A few minutes later, they drove past the end of it into a broad lane of water with long ranks of firs dropping steeply to its edge. The wind was suddenly cut off; the combers fell away, and the sloop crept slowly up the inlet, which wound, green and placid, among the hills. Vane strode to the scuttle and looked down at the flood which splashed languidly to and fro below.

"It's fortunate that we're in. Another half-hour would have seen the end of her," he said. "Let her come up a little. There's a smooth beach to yonder cove."

She slid in quietly, scarcely rippling the smooth surface of the tiny basin, about which there rose great black firs, and Carroll laid her on the beach.

"Now," said Vane, "drop the boom on the shore side, to keep her from canting over; and then we'll get breakfast. We'll see where she's damaged when the tide ebbs."

Since most of their stores had lain in the flooded lockers, from which there had been no time to extricate them, the meal was not an appetising one. They were, however, glad of it, and, rowing ashore afterwards, they lay on the shingle in the sunshine while the sloop was festooned with their drying clothes.

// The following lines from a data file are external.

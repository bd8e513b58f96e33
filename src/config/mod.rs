//! Configuration management.
//!
//! Settings are layered: built-in defaults, then a TOML file, then
//! environment variables prefixed with `RESEARCH_HUB` (nested keys use `__`,
//! e.g. `RESEARCH_HUB_API__BASE_URL`).

mod file_config;

pub use file_config::{
    default_config_path, find_config_file, save_config, to_toml, ConfigFileError, LOCAL_CONFIG_FILE,
};

use serde::{Deserialize, Serialize};
use std::path::Path;
use std::time::Duration;

use crate::client::SearchError;
use crate::models::{default_source_options, SourceCatalog, SourceId, SourceOption};

/// Endpoint of the reference search backend
pub const DEFAULT_BASE_URL: &str = "http://localhost:5000/api/search";

/// Environment variable prefix
pub const ENV_PREFIX: &str = "RESEARCH_HUB";

/// Application configuration
#[derive(Debug, Clone, Serialize, Deserialize)]
pub struct Config {
    /// Source selected when none is given
    #[serde(default = "default_source")]
    pub default_source: SourceId,

    /// Search API settings
    #[serde(default)]
    pub api: ApiConfig,

    /// Sources offered to the user
    #[serde(default = "default_source_options")]
    pub sources: Vec<SourceOption>,

    /// Startup connectivity check
    #[serde(default)]
    pub probe: ProbeConfig,

    /// Result presentation
    #[serde(default)]
    pub display: DisplayConfig,

    /// Logging settings
    #[serde(default)]
    pub logging: LoggingConfig,
}

impl Default for Config {
    fn default() -> Self {
        Self {
            default_source: default_source(),
            api: ApiConfig::default(),
            sources: default_source_options(),
            probe: ProbeConfig::default(),
            display: DisplayConfig::default(),
            logging: LoggingConfig::default(),
        }
    }
}

impl Config {
    /// Build the source catalog from the configured options
    pub fn catalog(&self) -> Result<SourceCatalog, SearchError> {
        SourceCatalog::new(self.sources.clone(), self.default_source.clone())
    }
}

fn default_source() -> SourceId {
    SourceId::new("arxiv")
}

/// Search API settings
#[derive(Debug, Clone, Serialize, Deserialize)]
pub struct ApiConfig {
    /// Search endpoint; queries are appended as URL parameters
    #[serde(default = "default_base_url")]
    pub base_url: String,

    /// Request timeout. Unset means the transport default applies.
    #[serde(default)]
    pub timeout_seconds: Option<u64>,

    /// User agent override
    #[serde(default)]
    pub user_agent: Option<String>,
}

impl Default for ApiConfig {
    fn default() -> Self {
        Self {
            base_url: default_base_url(),
            timeout_seconds: None,
            user_agent: None,
        }
    }
}

fn default_base_url() -> String {
    DEFAULT_BASE_URL.to_string()
}

/// Startup connectivity check
#[derive(Debug, Clone, Serialize, Deserialize)]
pub struct ProbeConfig {
    #[serde(default = "default_true")]
    pub enabled: bool,

    /// Query text sent by the probe
    #[serde(default = "default_probe_query")]
    pub query: String,
}

impl Default for ProbeConfig {
    fn default() -> Self {
        Self {
            enabled: true,
            query: default_probe_query(),
        }
    }
}

fn default_probe_query() -> String {
    crate::client::DEFAULT_PROBE_QUERY.to_string()
}

/// Result presentation settings
#[derive(Debug, Clone, Serialize, Deserialize)]
pub struct DisplayConfig {
    /// Reveal cards one after another
    #[serde(default = "default_true")]
    pub animate: bool,

    /// Delay between consecutive cards, in milliseconds
    #[serde(default = "default_stagger_ms")]
    pub stagger_ms: u64,
}

impl Default for DisplayConfig {
    fn default() -> Self {
        Self {
            animate: true,
            stagger_ms: default_stagger_ms(),
        }
    }
}

impl DisplayConfig {
    /// Card stagger, zero when animation is off
    pub fn stagger(&self) -> Duration {
        if self.animate {
            Duration::from_millis(self.stagger_ms)
        } else {
            Duration::ZERO
        }
    }
}

fn default_stagger_ms() -> u64 {
    100
}

fn default_true() -> bool {
    true
}

/// Logging configuration
#[derive(Debug, Clone, Serialize, Deserialize)]
pub struct LoggingConfig {
    #[serde(default = "default_log_level")]
    pub level: String,

    /// `text` (default) or `json`
    #[serde(default)]
    pub format: Option<String>,
}

impl Default for LoggingConfig {
    fn default() -> Self {
        Self {
            level: default_log_level(),
            format: None,
        }
    }
}

impl LoggingConfig {
    pub fn is_json(&self) -> bool {
        self.format
            .as_deref()
            .is_some_and(|f| f.eq_ignore_ascii_case("json"))
    }
}

fn default_log_level() -> String {
    "info".to_string()
}

/// Load configuration from a file, with environment overrides
pub fn load_config(path: &Path) -> Result<Config, config::ConfigError> {
    let settings = config::Config::builder()
        .add_source(config::File::from(path))
        .add_source(environment())
        .build()?;

    settings.try_deserialize()
}

/// Get the configuration from defaults and environment variables only
pub fn get_config() -> Result<Config, config::ConfigError> {
    let settings = config::Config::builder().add_source(environment()).build()?;

    settings.try_deserialize()
}

fn environment() -> config::Environment {
    config::Environment::with_prefix(ENV_PREFIX)
        .prefix_separator("_")
        .separator("__")
}

#[cfg(test)]
mod tests {
    use super::*;
    use std::io::Write;
    use tempfile::NamedTempFile;

    #[test]
    fn test_default_config() {
        let config = Config::default();
        assert_eq!(config.api.base_url, DEFAULT_BASE_URL);
        assert!(config.api.timeout_seconds.is_none());
        assert_eq!(config.default_source.as_str(), "arxiv");
        assert_eq!(config.sources.len(), 2);
        assert!(config.probe.enabled);
        assert_eq!(config.probe.query, "test");
        assert_eq!(config.display.stagger(), Duration::from_millis(100));
    }

    #[test]
    fn test_stagger_disabled() {
        let display = DisplayConfig {
            animate: false,
            stagger_ms: 250,
        };
        assert_eq!(display.stagger(), Duration::ZERO);
    }

    #[test]
    fn test_load_partial_file() {
        let mut file = NamedTempFile::with_suffix(".toml").unwrap();
        writeln!(
            file,
            r#"
default_source = "medrxiv"

[api]
base_url = "https://papers.example.org/api/search"
timeout_seconds = 15

[[sources]]
id = "medrxiv"
label = "medRxiv"

[display]
animate = false
"#
        )
        .unwrap();

        let config = load_config(file.path()).unwrap();
        assert_eq!(config.api.base_url, "https://papers.example.org/api/search");
        assert_eq!(config.api.timeout_seconds, Some(15));
        assert_eq!(config.default_source.as_str(), "medrxiv");
        assert_eq!(config.sources, vec![SourceOption::new("medrxiv", "medRxiv")]);
        assert!(!config.display.animate);
        assert_eq!(config.display.stagger_ms, 100);
        assert!(config.probe.enabled);

        let catalog = config.catalog().unwrap();
        assert_eq!(catalog.default_source().as_str(), "medrxiv");
    }

    #[test]
    fn test_logging_format() {
        let mut logging = LoggingConfig::default();
        assert!(!logging.is_json());
        logging.format = Some("JSON".to_string());
        assert!(logging.is_json());
    }
}
async fn run_interactive(
    config: &Config,
    catalog: SourceCatalog,
    mode: OutputMode,
    source: Option<String>,
    probe: bool,
    quiet: bool,
) -> Result<ExitCode> {
    let catalog = match source {
        Some(id) => {
            let selected = catalog.resolve(&id)?;
            SourceCatalog::new(catalog.options().to_vec(), selected)?
        }
        None => catalog,
    };

    let session = build_session(config, &catalog)?;
    let presenter = Presenter::new(mode, config.display.animate);
    let input = tokio::io::BufReader::new(tokio::io::stdin());
    let options = InteractiveOptions {
        probe: probe && config.probe.enabled,
        quiet,
    };

    tokio::select! {
        result = interactive::run(session, catalog, presenter, input, options) => result?,
        _ = tokio::signal::ctrl_c() => {
            tracing::debug!("Interrupted");
        }
    }

    Ok(ExitCode::SUCCESS)
}

#[cfg(test)]
mod tests {
    use super::*;

    #[test]
    fn test_cli_version() {
        let version = env!("CARGO_PKG_VERSION");
        assert!(!version.is_empty());
        let parts: Vec<&str> = version.split('.').collect();
        assert!(parts.len() >= 2);
        assert!(parts[0].parse::<u32>().is_ok());
    }

    #[test]
    fn test_cli_definition_is_valid() {
        Cli::command().debug_assert();
    }

    #[test]
    fn test_cli_default_values() {
        let cli = Cli::parse_from(["research-hub"]);
        assert_eq!(cli.verbose, 0);
        assert!(!cli.quiet);
        assert_eq!(cli.output, OutputFormat::Auto);
        assert!(cli.base_url.is_none());
        assert!(!cli.no_animation);
        assert!(cli.command.is_none());
    }

    #[test]
    fn test_cli_verbose_flag() {
        let cli = Cli::parse_from(["research-hub", "-v"]);
        assert_eq!(cli.verbose, 1);

        let cli = Cli::parse_from(["research-hub", "-vv"]);
        assert_eq!(cli.verbose, 2);
    }

    #[test]
    fn test_cli_output_format() {
        let cli = Cli::parse_from(["research-hub", "-o", "json"]);
        assert_eq!(cli.output, OutputFormat::Json);

        let cli = Cli::parse_from(["research-hub", "--output", "cards"]);
        assert_eq!(cli.output, OutputFormat::Cards);
    }

    #[test]
    fn test_output_mode_mapping() {
        assert_eq!(output_mode(OutputFormat::Json), OutputMode::Json);
        assert_eq!(output_mode(OutputFormat::Plain), OutputMode::Plain);
        assert_eq!(output_mode(OutputFormat::Cards), OutputMode::Cards);
    }

    #[test]
    fn test_cli_search_command() {
        let cli = Cli::parse_from(["research-hub", "search", "quantum computing"]);
        match &cli.command {
            Some(Commands::Search { query, source }) => {
                assert_eq!(query, "quantum computing");
                assert!(source.is_none());
            }
            _ => panic!("Expected Search command"),
        }
    }

    #[test]
    fn test_cli_search_with_source() {
        let cli = Cli::parse_from([
            "research-hub",
            "search",
            "crispr",
            "--source",
            "biorxiv",
            "--base-url",
            "http://127.0.0.1:8080/api/search",
        ]);
        match &cli.command {
            Some(Commands::Search { source, .. }) => {
                assert_eq!(source.as_deref(), Some("biorxiv"));
            }
            _ => panic!("Expected Search command"),
        }
        assert_eq!(
            cli.base_url.as_deref(),
            Some("http://127.0.0.1:8080/api/search")
        );
    }

    #[test]
    fn test_cli_interactive_command() {
        let cli = Cli::parse_from(["research-hub", "interactive", "--no-probe", "-s", "arxiv"]);
        match &cli.command {
            Some(Commands::Interactive { source, no_probe }) => {
                assert!(*no_probe);
                assert_eq!(source.as_deref(), Some("arxiv"));
            }
            _ => panic!("Expected Interactive command"),
        }
    }

    #[test]
    fn test_cli_config_init() {
        let cli = Cli::parse_from(["research-hub", "config", "init", "--force"]);
        match &cli.command {
            Some(Commands::Config {
                action: ConfigAction::Init { path, force },
            }) => {
                assert!(path.is_none());
                assert!(*force);
            }
            _ => panic!("Expected Config Init command"),
        }
    }

    #[test]
    fn test_resolve_config_overrides() {
        let cli = Cli::parse_from([
            "research-hub",
            "--base-url",
            "https://example.org/search",
            "--no-animation",
            "probe",
        ]);
        let config = resolve_config(&cli).unwrap();
        assert_eq!(config.api.base_url, "https://example.org/search");
        assert!(!config.display.animate);
    }
}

"If she has only split a plank or two we can patch her up," Vane remarked, "There are all the tools we'll want in the locker."

"Where will you get new planks from?" Carroll inquired. "I don't think we have any spikes that would go through the frames."

"That," said Vane, "is the trouble. I expect I'll have to make a trip across to Comox for them in a sea canoe. We're sure to come across a few Siwash somewhere in the neighbourhood. I can't say that this expedition is beginning fortunately."

"There's no doubt on that point," Carroll agreed.

"Well," said Vane, "she has to be patched up, and until I find that spruce I'm going on."

Carroll made no comment. It was not worthwhile to object when Vane was obviously determined.